Given that any major surgical procedure ***has ***to be done under anesthesia for the patient to live thru it I can’t see what human vivisection could really teach us.
That appears to be an campaigning site, and a very questionable source. Everything I have read on the history of medicine suggests that, for religious reasons (pagan, and, later, both Christian and Islamic), dissection of human corpses, let alone human vivisection was virtually unknown in the Roman era and through the middle ages, which accounts for the lamentable state of anatomical knowledge in Europe up until the Renaissance, when human corpse dissection began to be practiced by Vesalius and others. Much of what the Romans and their most important medical thinker, Galen, did know about human anatomy came from the earlier work of Herophilos and Erasistratus who were based in Ptolemaic Egypt, in Alexandria, in the third century BC. Almost uniquely in the ancient world (presumably because of the close patronage of the Ptolemaic ‘Pharaohs’) they were able to practice human corpse dissection, and on some accounts human vivisection too (though that may just be a nasty rumor spread by their, or the Ptolemys’, enemies - the ones who didn’t get executed and dissected!). In any case their work was very important and they discovered the central nervous system and much about the vascular system (although not that the blood circulates). (If they had actually practiced human vivisection it seems unlikely that they would have made some of the mistakes they did make, such as thinking that the arteries - as opposed to veins - carry breath rather than blood.) Their findings, sometimes in distorted form, were passed on to Galen at around the end of the first century AD, and then, largely from him, to later ages. (Both Christian and Islamic medical theory relied very heavily on Galen’s works.)

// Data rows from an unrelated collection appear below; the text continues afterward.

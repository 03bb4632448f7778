//! Optional display settings applied to the current panel.

use tracing::debug;

use crate::figure::Axes;

/// Axis ranges, labels and title. Absent fields leave the panel untouched.
#[derive(Debug, Clone, Default, PartialEq)]
pub struct PlotOptions {
    pub xlim: Option<(f64, f64)>,
    pub ylim: Option<(f64, f64)>,
    pub xlabel: Option<String>,
    pub ylabel: Option<String>,
    pub title: Option<String>,
}

impl PlotOptions {
    pub fn new() -> Self {
        Self::default()
    }

    pub fn with_xlim(mut self, lo: f64, hi: f64) -> Self {
        self.xlim = Some((lo, hi));
        self
    }

    pub fn with_ylim(mut self, lo: f64, hi: f64) -> Self {
        self.ylim = Some((lo, hi));
        self
    }

    pub fn with_xlabel(mut self, label: impl Into<String>) -> Self {
        self.xlabel = Some(label.into());
        self
    }

    pub fn with_ylabel(mut self, label: impl Into<String>) -> Self {
        self.ylabel = Some(label.into());
        self
    }

    pub fn with_title(mut self, title: impl Into<String>) -> Self {
        self.title = Some(title.into());
        self
    }

    /// Apply the present options: x range, y range, x label, y label, title.
    pub fn apply(&self, axes: &mut Axes) {
        if let Some((lo, hi)) = self.xlim {
            axes.set_xlim(lo, hi);
        }
        if let Some((lo, hi)) = self.ylim {
            axes.set_ylim(lo, hi);
        }
        if let Some(label) = &self.xlabel {
            axes.set_xlabel(label.as_str());
        }
        if let Some(label) = &self.ylabel {
            axes.set_ylabel(label.as_str());
        }
        if let Some(title) = &self.title {
            axes.set_title(title.as_str());
        }
        debug!(options = ?self, "applied plot options");
    }
}

#[cfg(test)]
mod tests {
    use super::*;
    use crate::test_util::options_from_mask;

    #[test]
    fn test_apply_sets_only_present_options() {
        for mask in 0..32 {
            let options = options_from_mask(mask);
            let mut axes = Axes::default();
            axes.set_ylabel("untouched");
            options.apply(&mut axes);

            assert_eq!(axes.xlim(), options.xlim);
            assert_eq!(axes.ylim(), options.ylim);
            assert_eq!(axes.xlabel(), options.xlabel.as_deref());
            assert_eq!(axes.title(), options.title.as_deref());
            let expected_ylabel = options.ylabel.as_deref().unwrap_or("untouched");
            assert_eq!(axes.ylabel(), Some(expected_ylabel), "mask {mask}");
        }
    }

    #[test]
    fn test_apply_twice_is_stable() {
        let options = options_from_mask(31);
        let mut once = Axes::default();
        options.apply(&mut once);
        let mut twice = once.clone();
        options.apply(&mut twice);
        assert_eq!(once, twice);
    }
}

Galen himself, despite having the patronage of the Emperor, did not perform human corpse dissection (let alone vivisection). It was just not the done thing. Galen did, however, do quite a bit of animal dissection, and unfortunately he assumed that some of the structures he found in animals would occur in humans too. The resulting errors did not get corrected until Vesalius’s time, when human corpse dissection began again.